Серена промолчала. Ей тоже хотелось помириться с Лэнсом, но у нее возникло чувство, что поступить так значило бы предать Кайла. Сохранять верность ему – единственное, что она могла сделать для него и ради него.

В течение следующих нескольких дней Серена перечитала все что возможно о войне. Она узнала о том, как вьетконговцы обращаются с американцами, попавшими им в руки, как втыкают пленным стальные штыри в анальное отверстие и пенис, как заживо сдирают кожу.

Отныне война не казалась ей чем-то отвлеченным, и чем больше она узнавала, тем чаще ей приходило на ум, что взгляды Лэнса на войну не такие уж экстремистские. Три недели спустя отец Кайла передал ей письмо Чарлза Уилсона.

...Кайл жив, я уверен в этом, – писал он. – Я видел, как он выбирался из-под обломков, но посадить рядом машину и спасти его не было никакой возможности. Слишком плотным был огонь с земли. – Уилсон указал точные координаты места, где был сбит Кайл, и в конце добавил: – Он мой друг, лучшего у меня не было в жизни, и я сделаю все, что в моих силах, чтобы добиться для него статуса военнопленного.
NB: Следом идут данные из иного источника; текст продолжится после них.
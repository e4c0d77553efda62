// Normalized catalog payloads.
// Shapes returned to the front-end for plugin detail and changelog requests.

use chrono::{DateTime, Utc};
use serde::{Deserialize, Serialize};

use crate::github::{Release, Repository};

use super::metadata::ReadmeHeaders;

/// Branch reported when the repository does not name a default branch.
pub const FALLBACK_BRANCH: &str = "master";

/// Full plugin view: repository, readme, and compatibility classification.
#[derive(Debug, Clone, Serialize, Deserialize)]
#[serde(rename_all = "camelCase")]
pub struct PluginDetail {
    pub repo: Repository,
    pub readme: String,
    #[serde(rename = "readmeHTML")]
    pub readme_html: String,
    pub is_compatible: bool,
    pub headers: ReadmeHeaders,
    pub download_url: String,
    pub main_branch: String,
}

/// One release in a plugin's changelog.
#[derive(Debug, Clone, PartialEq, Eq, Serialize, Deserialize)]
pub struct ChangelogEntry {
    pub version: String,
    pub title: Option<String>,
    pub description: Option<String>,
    pub date: Option<DateTime<Utc>>,
    pub url: String,
}

impl From<Release> for ChangelogEntry {
    fn from(release: Release) -> Self {
        let version = release
            .tag_name
            .strip_prefix('v')
            .unwrap_or(&release.tag_name)
            .to_string();

        Self {
            version,
            title: release.name,
            description: release.body,
            date: release.published_at,
            url: release.html_url,
        }
    }
}
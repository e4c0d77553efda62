// Changelog endpoint.
// GET /v1/changelog - a repository's releases as changelog entries.

use axum::{
    extract::{Query, State, rejection::QueryRejection},
    response::Response,
};
use serde::Deserialize;

use crate::catalog::ChangelogEntry;
use crate::error::Result;

use super::{AppState, json_response, require_repo_id};

#[derive(Debug, Deserialize)]
pub struct ChangelogParams {
    pub id: Option<String>,
}

/// GET /v1/changelog?id=<repository id>
pub async fn changelog(
    State(state): State<AppState>,
    query: std::result::Result<Query<ChangelogParams>, QueryRejection>,
) -> Result<Response> {
    let Query(params) = query?;
    let id = require_repo_id(params.id.as_deref())?;
    let cache_key = format!("changelog:{}", id);

    if let Some(cached) = state.kv.get(&cache_key).await {
        return Ok(json_response(cached));
    }

    let repo = state.github.get_repository(id).await?;
    let releases = state
        .github
        .get_releases(&repo.owner.login, &repo.name)
        .await?;

    tracing::debug!(repo = %repo.full_name, releases = releases.len(), "Fetched releases");

    let entries: Vec<ChangelogEntry> = releases.into_iter().map(ChangelogEntry::from).collect();
    let body = serde_json::to_string(&entries)?;
    state.kv.put(&cache_key, &body).await;
    Ok(json_response(body))
}
// Catalog search query construction.
// Turns list parameters into a GitHub search query and a cache key.

use serde::Deserialize;

use super::featured::FeaturedList;

/// Topic every catalog repository is tagged with.
pub const CATALOG_TOPIC: &str = "wordpress-plugin";

const DEFAULT_PAGE: u32 = 1;
const DEFAULT_PER_PAGE: u32 = 10;
/// Largest page size the search API accepts.
const MAX_PER_PAGE: u32 = 100;

/// Raw `/plugins` query string.
#[derive(Debug, Clone, Default, Deserialize)]
pub struct ListParams {
    pub page: Option<String>,
    pub per_page: Option<String>,
    pub q: Option<String>,
    pub author: Option<String>,
    pub filter: Option<String>,
}

/// Normalized list request.
#[derive(Debug, Clone, PartialEq, Eq)]
pub struct ListRequest {
    pub page: u32,
    pub per_page: u32,
    pub query: String,
    pub author: String,
    pub filter: String,
}

/// Search string plus whether it came from the featured list.
#[derive(Debug, Clone, PartialEq, Eq)]
pub struct SearchQuery {
    pub q: String,
    pub featured: bool,
}

impl From<ListParams> for ListRequest {
    fn from(params: ListParams) -> Self {
        Self {
            page: parse_positive(params.page.as_deref()).unwrap_or(DEFAULT_PAGE),
            per_page: parse_positive(params.per_page.as_deref())
                .unwrap_or(DEFAULT_PER_PAGE)
                .min(MAX_PER_PAGE),
            query: params.q.unwrap_or_default(),
            author: params.author.unwrap_or_default(),
            filter: params.filter.unwrap_or_default(),
        }
    }
}

impl ListRequest {
    /// True when nothing narrows the listing, i.e. the featured view.
    pub fn is_unfiltered(&self) -> bool {
        self.query.is_empty() && self.author.is_empty() && self.filter.is_empty()
    }

    pub fn cache_key(&self) -> String {
        format!(
            "plugins:{}:{}:{}:{}:{}",
            self.page, self.per_page, self.query, self.author, self.filter
        )
    }

    pub fn search_query(&self, featured: &FeaturedList) -> SearchQuery {
        if self.is_unfiltered() {
            return SearchQuery {
                q: featured.search_query(),
                featured: true,
            };
        }

        let mut q = format!("topic:{}", CATALOG_TOPIC);

        if !self.author.is_empty() {
            q = format!("user:{} {}", self.author, q);
        }

        if !self.query.is_empty() {
            q = format!("{} in:name,description,readme {}", self.query, q);
        }

        // Filter-only listing: prefer repositories that publish a stable tag.
        if self.query.is_empty() && self.author.is_empty() {
            q.push_str(" in:readme \"stable tag\"");
        }

        SearchQuery { q, featured: false }
    }
}

/// Leading decimal digits as a positive number, so `3abc` and `2.5` read as
/// 3 and 2.
fn parse_positive(raw: Option<&str>) -> Option<u32> {
    let raw = raw?.trim_start();
    let digits = raw
        .find(|c: char| !c.is_ascii_digit())
        .map_or(raw, |end| &raw[..end]);
    digits.parse::<u32>().ok().filter(|v| *v > 0)
}
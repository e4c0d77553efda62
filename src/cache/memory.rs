// In-process cache tiers.
// A bounded TTL map, and a no-op tier for turning caching off.

use std::collections::HashMap;
use std::time::{Duration, Instant};

use async_trait::async_trait;
use tokio::sync::RwLock;

use crate::error::Result;

use super::CacheTier;

struct Entry<V> {
    value: V,
    /// `None` when the TTL reaches past what `Instant` can represent.
    expires_at: Option<Instant>,
}

impl<V> Entry<V> {
    fn is_live(&self, now: Instant) -> bool {
        self.expires_at.is_none_or(|at| at > now)
    }
}

/// In-memory TTL store holding at most `max_entries` keys.
///
/// Expired entries are dropped lazily. When the map is full and nothing has
/// expired, new writes are skipped.
pub struct MemoryStore<V> {
    entries: RwLock<HashMap<String, Entry<V>>>,
    max_entries: usize,
}

impl<V> MemoryStore<V> {
    pub fn new(max_entries: usize) -> Self {
        Self {
            entries: RwLock::new(HashMap::new()),
            max_entries,
        }
    }

    /// Number of stored entries, including expired ones not yet purged.
    #[cfg(test)]
    pub async fn len(&self) -> usize {
        self.entries.read().await.len()
    }
}

#[async_trait]
impl<V> CacheTier<V> for MemoryStore<V>
where
    V: Clone + Send + Sync + 'static,
{
    async fn get(&self, key: &str) -> Result<Option<V>> {
        let entries = self.entries.read().await;
        Ok(entries
            .get(key)
            .filter(|entry| entry.is_live(Instant::now()))
            .map(|entry| entry.value.clone()))
    }

    async fn put(&self, key: &str, value: V, ttl: Duration) -> Result<()> {
        let now = Instant::now();
        let mut entries = self.entries.write().await;

        if entries.len() >= self.max_entries && !entries.contains_key(key) {
            entries.retain(|_, entry| entry.is_live(now));
            if entries.len() >= self.max_entries {
                tracing::debug!(key, max_entries = self.max_entries, "Memory cache full, skipping write");
                return Ok(());
            }
        }

        entries.insert(
            key.to_string(),
            Entry {
                value,
                expires_at: now.checked_add(ttl),
            },
        );
        Ok(())
    }
}

/// Tier that stores nothing.
pub struct Disabled;

#[async_trait]
impl<V: Send + 'static> CacheTier<V> for Disabled {
    async fn get(&self, _key: &str) -> Result<Option<V>> {
        Ok(None)
    }

    async fn put(&self, _key: &str, _value: V, _ttl: Duration) -> Result<()> {
        Ok(())
    }
}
Серена дважды прочла письмо и задумчиво отложила его в сторону. До сих пор ей и в голову не приходило, что различие между понятиями «без вести пропавший» и «военнопленный» может оказаться столь важным. До исчезновения Кайла она и не догадывалась о существовании подобного различия. Она полагала, что ничего не может сделать для Кайла, но ошибалась. Она должна бороться за изменение его статуса. Но для этого первым делом нужно известить вооруженные силы США о том, что она жена военнослужащего.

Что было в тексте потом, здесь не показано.